DETAILED DESCRIPTION OF PREFERRED EMBODIMENTS

[0022] A system and method for generating a model from audited data and systems and methods for using the model generated from audited data to process new data are described. In the following description, for purposes of explanation, numerous specific details are set forth in order to provide a thorough understanding of the disclosure. It should be apparent, however, that the disclosure may be practiced without these specific details. In other instances, structures and devices are shown in block diagram form in order to avoid obscuring the disclosure. For example, the present disclosure is described in one

embodiment below with reference to particular hardware and software embodiments.
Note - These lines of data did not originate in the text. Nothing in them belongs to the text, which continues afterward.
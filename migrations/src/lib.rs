pub use sea_orm_migration::prelude::*;

mod m20240102_000001_create_workshops_table;
mod m20240102_000002_create_materials_tables;
mod m20240102_000003_create_stock_movements_table;
mod m20240102_000004_create_purchase_orders_tables;
mod m20240102_000005_create_deliveries_tables;
mod m20240102_000006_create_transfers_tables;
mod m20240102_000007_create_products_tables;

pub struct Migrator;

#[async_trait::async_trait]
impl MigratorTrait for Migrator {
    fn migrations() -> Vec<Box<dyn MigrationTrait>> {
        vec![
            Box::new(m20240102_000001_create_workshops_table::Migration),
            Box::new(m20240102_000002_create_materials_tables::Migration),
            Box::new(m20240102_000003_create_stock_movements_table::Migration),
            Box::new(m20240102_000004_create_purchase_orders_tables::Migration),
            Box::new(m20240102_000005_create_deliveries_tables::Migration),
            Box::new(m20240102_000006_create_transfers_tables::Migration),
            Box::new(m20240102_000007_create_products_tables::Migration),
        ]
    }
}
However, the present disclosure applies to other types of embodiments distributed in the cloud, over multiple machines, using multiple processors or cores, using virtual machines or integrated as a single machine.
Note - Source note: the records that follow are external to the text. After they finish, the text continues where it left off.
use sea_orm_migration::prelude::*;

#[derive(DeriveMigrationName)]
pub struct Migration;

#[async_trait::async_trait]
impl MigrationTrait for Migration {
    async fn up(&self, manager: &SchemaManager) -> Result<(), DbErr> {
        manager
            .create_table(
                Table::create()
                    .table(Transfers::Table)
                    .if_not_exists()
                    .col(
                        ColumnDef::new(Transfers::Id)
                            .big_integer()
                            .not_null()
                            .auto_increment()
                            .primary_key(),
                    )
                    .col(
                        ColumnDef::new(Transfers::SourceWorkshopId)
                            .big_integer()
                            .not_null(),
                    )
                    .col(
                        ColumnDef::new(Transfers::TargetWorkshopId)
                            .big_integer()
                            .not_null(),
                    )
                    .col(
                        ColumnDef::new(Transfers::Note)
                            .text()
                            .not_null()
                            .default(""),
                    )
                    .col(
                        ColumnDef::new(Transfers::CreatedAt)
                            .timestamp_with_time_zone()
                            .not_null()
                            .default(Expr::current_timestamp()),
                    )
                    .foreign_key(
                        ForeignKey::create()
                            .name("fk_transfers_source_workshop")
                            .from(Transfers::Table, Transfers::SourceWorkshopId)
                            .to(Workshops::Table, Workshops::Id)
                            .on_delete(ForeignKeyAction::Cascade),
                    )
                    .foreign_key(
                        ForeignKey::create()
                            .name("fk_transfers_target_workshop")
                            .from(Transfers::Table, Transfers::TargetWorkshopId)
                            .to(Workshops::Table, Workshops::Id)
                            .on_delete(ForeignKeyAction::Cascade),
                    )
                    .to_owned(),
            )
            .await?;

        manager
            .create_table(
                Table::create()
                    .table(TransferItems::Table)
                    .if_not_exists()
                    .col(
                        ColumnDef::new(TransferItems::Id)
                            .big_integer()
                            .not_null()
                            .auto_increment()
                            .primary_key(),
                    )
                    .col(
                        ColumnDef::new(TransferItems::TransferId)
                            .big_integer()
                            .not_null(),
                    )
                    .col(
                        ColumnDef::new(TransferItems::MaterialId)
                            .big_integer()
                            .not_null(),
                    )
                    .col(
                        ColumnDef::new(TransferItems::Quantity)
                            .decimal_len(10, 2)
                            .not_null(),
                    )
                    .col(
                        ColumnDef::new(TransferItems::Note)
                            .text()
                            .not_null()
                            .default(""),
                    )
                    .foreign_key(
                        ForeignKey::create()
                            .name("fk_transfer_items_transfer")
                            .from(TransferItems::Table, TransferItems::TransferId)
                            .to(Transfers::Table, Transfers::Id)
                            .on_delete(ForeignKeyAction::Cascade),
                    )
                    .foreign_key(
                        ForeignKey::create()
                            .name("fk_transfer_items_material")
                            .from(TransferItems::Table, TransferItems::MaterialId)
                            .to(Materials::Table, Materials::Id)
                            .on_delete(ForeignKeyAction::Cascade),
                    )
                    .to_owned(),
            )
            .await
    }

    async fn down(&self, manager: &SchemaManager) -> Result<(), DbErr> {
        manager
            .drop_table(Table::drop().table(TransferItems::Table).to_owned())
            .await?;
        manager
            .drop_table(Table::drop().table(Transfers::Table).to_owned())
            .await
    }
}

#[derive(DeriveIden)]
enum Transfers {
    Table,
    Id,
    SourceWorkshopId,
    TargetWorkshopId,
    Note,
    CreatedAt,
}

#[derive(DeriveIden)]
enum TransferItems {
    Table,
    Id,
    TransferId,
    MaterialId,
    Quantity,
    Note,
}

#[derive(DeriveIden)]
enum Workshops {
    Table,
    Id,
}

#[derive(DeriveIden)]
enum Materials {
    Table,
    Id,
}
[0023] Reference in the specification to "one embodiment" or "an embodiment" means that a particular feature, structure, or characteristic described in connection with the embodiment is included in at least one embodiment of the disclosure. The appearances of the phrase "in one embodiment" in various places in the specification are not necessarily all referring to the same embodiment. In particular the present disclosure is described below in the context of multiple distinct architectures and some of the components are operable in multiple architectures while others are not. [0024] Some portions of the detailed descriptions that follow are presented in terms of algorithms and symbolic representations of operations on data bits within a computer memory. These algorithmic descriptions and representations are the means used by those skilled in the data processing arts to most effectively convey the substance of their work to others skilled in the art. An algorithm is here, and generally, conceived to be a self-consistent sequence of steps leading to a desired result. The steps are those requiring physical manipulations of physical quantities. Usually, though not necessarily, these quantities take the form of electrical or magnetic signals capable of being stored, transferred, combined, compared, and otherwise manipulated. It has proven convenient at times, principally for reasons of common usage, to refer to these signals as bits, values, elements, symbols, characters, terms, numbers or the like.

[0025] It should be borne in mind, however, that all of these and similar terms are to be associated with the appropriate physical quantities and are merely convenient labels applied to these quantities. Unless specifically stated otherwise as apparent from the following discussion, it is appreciated that throughout the description, discussions utilizing terms such as "processing" or "computing" or "calculating" or "determining" or "displaying" or the like, refer to the action and processes of a computer system, or similar electronic computing device, that manipulates and transforms data represented as physical (electronic) quantities within the computer system's registers or memories into other data similarly represented as physical quantities within the computer system memories or registers or other such information storage, transmission or display devices.

[0026] The present disclosure also relates to an apparatus for performing the operations herein. This apparatus may be specially constructed for the required purposes, or it may comprise a general-purpose computer selectively activated or reconfigured by a computer program stored in the computer. Such a computer program may be stored in a non- transitory computer readable storage medium, such as, but not limited to, any type of disk including floppy disks, optical disks, CD-ROMs, and magnetic-optical disks, read-only memories (ROMs), random access memories (RAMs), EPROMs, EEPROMs, magnetic or optical cards, or any type of media suitable for storing electronic instructions, each coupled to a computer system bus.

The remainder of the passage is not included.